Chinelada no 'Aranha Negra': Mané Garrincha estréia no Mundial e solta a bomba contra a meta do soviético Yashin
Mané Garrincha, o alquimista das fintas, conseguiu o queninguém acreditava ser possível: fazer a torcida da casa torcer peloBrasil. O arisco ponteiro deu um banho nos zagueiros
O grande xodó da torcida sueca na Copa foi um brasileiro de pernas tortas e fintas mágicas: Mané Garrincha, o principal artista do certame. Menos escandinavo que ele, impossível - descendente de índios, mirrado, galhofeiro e nada profissional, o ponta-direita do Botafogo é tudo o que os anfitriões da Copa não estão acostumados a ver num estádio de futebol. Ao contrário dos discípulos da escola sueca, pragmática e sem rodeios, Garrincha tem um estilo de jogo esfuziante. Sua forma de atuar é marcada por uma verdadeira obsessão: o drible. Na cabeça do ponteiro, o objetivo do jogo é entortar, desmoralizar e desorientar o maior número possível de adversários. Se os dribles o levarem à linha de fundo, ótimo: Garrincha procura um avante na grande área e presenteia o colega com o esférico. Se o caminho das fintas o conduzir até o gol, ainda melhor - o craque tem um canhão no pé direito e também costuma guardar seus tentos (ainda que na Copa não tenha marcado nenhum). Garrincha participou de quatro partidas do Mundial. Desde que entrou, transformou a feição do jogo do Brasil e o destino da seleção no torneio.
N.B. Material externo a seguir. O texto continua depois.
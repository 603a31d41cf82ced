//! Tool execution against the completion gateway.
//!
//! The executor is the single place where a [`ToolRun`] variant is turned
//! into prompt messages and a gateway call. Guards for missing data and
//! missing parameters resolve to fixed Bangla strings without touching the
//! gateway at all.

use std::collections::BTreeMap;

use futures::future::join_all;
use tracing::{error, instrument};

use crate::context::BusinessContext;
use crate::gateway::{CompletionGateway, CompletionOptions, GatewayError};
use crate::prompts::{self, CustomerMessageParams, ProductDescriptionParams};

use super::{ToolRegistry, ToolRun};

/// Period label used for whole-history order reports.
const ALL_TIME_PERIOD: &str = "সব সময়";

/// Sampling temperature for customer-facing message generation. Slightly
/// warmer than the 0.7 used everywhere else.
const CUSTOMER_MESSAGE_TEMPERATURE: f32 = 0.8;

/// Caller-supplied parameters accompanying a request.
///
/// `user_message` and `history` are always present; the rest gate the
/// parameterized tools. A param-gated tool that runs without its params
/// returns guidance on what to supply instead of calling the gateway.
#[derive(Debug, Clone, Default)]
pub struct ToolParams {
    /// The raw user query, passed through to the chat assistant.
    pub user_message: String,
    /// Prior conversation turns, oldest first.
    pub history: Vec<crate::gateway::ChatMessage>,
    /// Parameters for `product_description`.
    pub product: Option<ProductDescriptionParams>,
    /// Parameters for `customer_message`.
    pub customer: Option<CustomerMessageParams>,
}

impl ToolParams {
    /// Params carrying just the user's message.
    #[must_use]
    pub fn from_message(user_message: impl Into<String>) -> Self {
        Self {
            user_message: user_message.into(),
            ..Default::default()
        }
    }
}

/// Executes tools against a completion gateway.
pub struct ToolExecutor<'a, G> {
    gateway: &'a G,
}

impl<'a, G: CompletionGateway> ToolExecutor<'a, G> {
    /// Create an executor over the given gateway.
    #[must_use]
    pub const fn new(gateway: &'a G) -> Self {
        Self { gateway }
    }

    /// Execute a single run path.
    ///
    /// # Errors
    ///
    /// Returns a gateway error when the completion call fails. Data and
    /// parameter guards do not error; they return fixed Bangla strings.
    pub async fn execute(
        &self,
        run: ToolRun,
        ctx: &BusinessContext,
        params: &ToolParams,
    ) -> Result<String, GatewayError> {
        let options = CompletionOptions::default();
        match run {
            ToolRun::BusinessInsights => {
                self.gateway
                    .complete(prompts::business_insights(ctx), options)
                    .await
            }
            ToolRun::SalesTrend => {
                if ctx.sales_data.is_empty() {
                    return Ok("গত ৭ দিনে পর্যাপ্ত বিক্রয় তথ্য নেই।".to_string());
                }
                self.gateway
                    .complete(prompts::sales_trend(&ctx.sales_data), options)
                    .await
            }
            ToolRun::InventoryAdvice => {
                if ctx.products.is_empty() {
                    return Ok("এখনও কোনো পণ্য যোগ করা হয়নি।".to_string());
                }
                self.gateway
                    .complete(prompts::inventory_advice(ctx), options)
                    .await
            }
            ToolRun::OrderReport => {
                if ctx.orders.is_empty() {
                    return Ok("এখনও কোনো অর্ডার নেই।".to_string());
                }
                self.gateway
                    .complete(prompts::order_report(ctx, ALL_TIME_PERIOD), options)
                    .await
            }
            ToolRun::ProductDescription => match &params.product {
                Some(product) => {
                    self.gateway
                        .complete(prompts::product_description(product), options)
                        .await
                }
                None => Ok(
                    "পণ্যের বর্ণনা তৈরি করতে, অনুগ্রহ করে পণ্যের নাম, ক্যাটাগরি এবং মূল্য উল্লেখ করুন।"
                        .to_string(),
                ),
            },
            ToolRun::CustomerMessage => match &params.customer {
                Some(customer) => {
                    self.gateway
                        .complete(
                            prompts::customer_message(customer),
                            CompletionOptions::with_temperature(CUSTOMER_MESSAGE_TEMPERATURE),
                        )
                        .await
                }
                None => Ok(
                    "গ্রাহক বার্তা তৈরি করতে, গ্রাহকের নাম এবং বার্তার ধরন (payment reminder, promotional ইত্যাদি) উল্লেখ করুন।"
                        .to_string(),
                ),
            },
            ToolRun::ChatAssistant => {
                self.gateway
                    .complete(prompts::chat(&params.user_message, &params.history), options)
                    .await
            }
        }
    }

    /// Execute the named tools concurrently.
    ///
    /// Each tool's outcome is independent: a failing tool contributes a
    /// fixed Bangla apology under its id and never aborts the others.
    /// Unknown ids also resolve to the apology string.
    #[instrument(skip(self, registry, ctx, params), fields(tool_count = tool_ids.len()))]
    pub async fn execute_many(
        &self,
        registry: &ToolRegistry,
        tool_ids: &[String],
        ctx: &BusinessContext,
        params: &ToolParams,
    ) -> BTreeMap<String, String> {
        let runs = tool_ids.iter().map(|tool_id| async move {
            let outcome = match registry.tool(tool_id) {
                Some(tool) => self.execute(tool.run, ctx, params).await,
                None => Err(GatewayError::Parse(format!("unknown tool id: {tool_id}"))),
            };
            let text = match outcome {
                Ok(text) => text,
                Err(err) => {
                    error!(tool_id, %err, "tool execution failed");
                    format!("{tool_id} এ সমস্যা হয়েছে।")
                }
            };
            (tool_id.clone(), text)
        });

        join_all(runs).await.into_iter().collect()
    }
}

#[cfg(test)]
mod tests {
    use std::sync::Mutex;

    use super::*;
    use crate::gateway::ChatMessage;
    use crate::registry::standard_registry;
    use bazarify_core::{Order, OrderId, OrderStatus, Product, ProductId, Taka};

    /// Gateway that answers every prompt with a canned string, recording
    /// the temperature of each call.
    struct CannedGateway {
        reply: &'static str,
        temperatures: Mutex<Vec<f32>>,
        fail: bool,
    }

    impl CannedGateway {
        fn ok(reply: &'static str) -> Self {
            Self {
                reply,
                temperatures: Mutex::new(Vec::new()),
                fail: false,
            }
        }

        fn failing() -> Self {
            Self {
                reply: "",
                temperatures: Mutex::new(Vec::new()),
                fail: true,
            }
        }
    }

    impl CompletionGateway for CannedGateway {
        async fn complete(
            &self,
            _messages: Vec<ChatMessage>,
            options: CompletionOptions,
        ) -> Result<String, GatewayError> {
            self.temperatures
                .lock()
                .expect("lock")
                .push(options.temperature);
            if self.fail {
                Err(GatewayError::EmptyResponse)
            } else {
                Ok(self.reply.to_string())
            }
        }
    }

    fn stocked_context() -> BusinessContext {
        let products = vec![Product {
            id: ProductId::new(1),
            name: "চা পাতা".to_string(),
            category: Some("মুদি".to_string()),
            price: Taka::from_major(120),
            stock: 25,
        }];
        let orders = vec![Order {
            id: OrderId::new(1),
            total_amount: Taka::from_major(500),
            status: OrderStatus::Delivered,
            created_at: None,
            items: vec![],
        }];
        BusinessContext::from_records(products, orders, vec![], chrono::Utc::now())
    }

    #[tokio::test]
    async fn test_param_guard_skips_gateway() {
        let gateway = CannedGateway::ok("উত্তর");
        let executor = ToolExecutor::new(&gateway);
        let ctx = BusinessContext::default();

        let result = executor
            .execute(ToolRun::ProductDescription, &ctx, &ToolParams::default())
            .await
            .expect("guard result");
        assert!(result.contains("পণ্যের নাম"));
        assert!(gateway.temperatures.lock().expect("lock").is_empty());
    }

    #[tokio::test]
    async fn test_customer_message_uses_warmer_temperature() {
        let gateway = CannedGateway::ok("বার্তা");
        let executor = ToolExecutor::new(&gateway);
        let params = ToolParams {
            customer: Some(CustomerMessageParams {
                customer_name: "সালমা".to_string(),
                kind: crate::prompts::CustomerMessageKind::Promotional {
                    offer: "১০% ছাড়".to_string(),
                },
            }),
            ..Default::default()
        };

        executor
            .execute(ToolRun::CustomerMessage, &BusinessContext::default(), &params)
            .await
            .expect("completion");
        let temps = gateway.temperatures.lock().expect("lock");
        assert_eq!(temps.as_slice(), &[0.8]);
    }

    #[tokio::test]
    async fn test_empty_data_guards() {
        let gateway = CannedGateway::ok("উত্তর");
        let executor = ToolExecutor::new(&gateway);
        let ctx = BusinessContext::default();
        let params = ToolParams::default();

        let trend = executor
            .execute(ToolRun::SalesTrend, &ctx, &params)
            .await
            .expect("guard");
        assert_eq!(trend, "গত ৭ দিনে পর্যাপ্ত বিক্রয় তথ্য নেই।");

        let report = executor
            .execute(ToolRun::OrderReport, &ctx, &params)
            .await
            .expect("guard");
        assert_eq!(report, "এখনও কোনো অর্ডার নেই।");
    }

    #[tokio::test]
    async fn test_execute_many_isolates_failures() {
        let gateway = CannedGateway::failing();
        let executor = ToolExecutor::new(&gateway);
        let registry = standard_registry().expect("catalog");
        let ctx = stocked_context();

        let ids = vec![
            "business_insights".to_string(),
            "no_such_tool".to_string(),
        ];
        let results = executor
            .execute_many(&registry, &ids, &ctx, &ToolParams::default())
            .await;

        assert_eq!(results.len(), 2);
        assert_eq!(
            results.get("business_insights").map(String::as_str),
            Some("business_insights এ সমস্যা হয়েছে।")
        );
        assert_eq!(
            results.get("no_such_tool").map(String::as_str),
            Some("no_such_tool এ সমস্যা হয়েছে।")
        );
    }

    #[tokio::test]
    async fn test_execute_many_collects_results() {
        let gateway = CannedGateway::ok("বিশ্লেষণ");
        let executor = ToolExecutor::new(&gateway);
        let registry = standard_registry().expect("catalog");
        let ctx = stocked_context();

        let ids = vec![
            "business_insights".to_string(),
            "inventory_advice".to_string(),
        ];
        let results = executor
            .execute_many(&registry, &ids, &ctx, &ToolParams::default())
            .await;

        assert_eq!(results.len(), 2);
        assert!(results.values().all(|v| v == "বিশ্লেষণ"));
    }
}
Revelado pelo Botafogo em 1953, Garrincha, de 24 anos, já fazia a alegria da torcida no Rio de Janeiro havia tempos. Defendendo a seleção, entretanto, ele jamais tinha conseguido ser o mesmo ponteiro contundente e endiabrado que se apresentava pelo clube. Em função disso, seu nome não aparecia na lista dos mais cotados para disputar a Copa no início deste ano. O titular mais freqüente vinha sendo Joel, do Flamengo. E ainda havia Julinho, da Fiorentina, o maior ponta-direita brasileiro (pelo menos até a participação de Garrincha no Mundial). É um fato raro a CBD convocar à seleção atletas que militam em clubes do exterior. Mas Julinho era exceção à regra - seria, se tudo corresse dentro do previsto, o titular absoluto da posição na Suécia. Em carta enviada à confederação, o atleta, um rapaz de caráter exemplar, agradeceu pelo convite, mas rejeitou a chamada. Para o craque, seria uma injustiça roubar o doce da boca de outro ponteiro em atividade no país, tirando a vaga de alguém que vinha participando de toda a preparação bem na hora de disputar a Copa do Mundo. E foi assim, como uma segunda opção, que Garrincha foi parar na Suécia.
Trupe malabarista
Matreiro, descompromissado e sem apreço algum pelas estratégias, Garrincha não participou das duas primeiras partidas da seleção. A comissão técnica temia que ele não seguisse orientação nenhuma e acabasse prejudicando a dinâmica do resto da equipe. Contra a Áustria, por exemplo, era necessário que nosso ponta-direita ajudasse na marcação. Que ninguém esperasse isso de Garrincha. O disciplinado Joel cumpriu o papel direitinho - idem contra os ingleses. Mas no terceiro jogo, contra os russos, chegava a hora de surpreender e chocar os oponentes. A seleção começou a partida com uma ordem expressa do técnico Vicente Feola: a bola devia ser entregue a Garrincha, o novo titular, que trataria de assustar os soviéticos com seu ritmo frenético. Deu certo: os rivais bateram cabeça e, de quebra, os bailados de Garrincha ainda conquistaram a simpatia da torcida local.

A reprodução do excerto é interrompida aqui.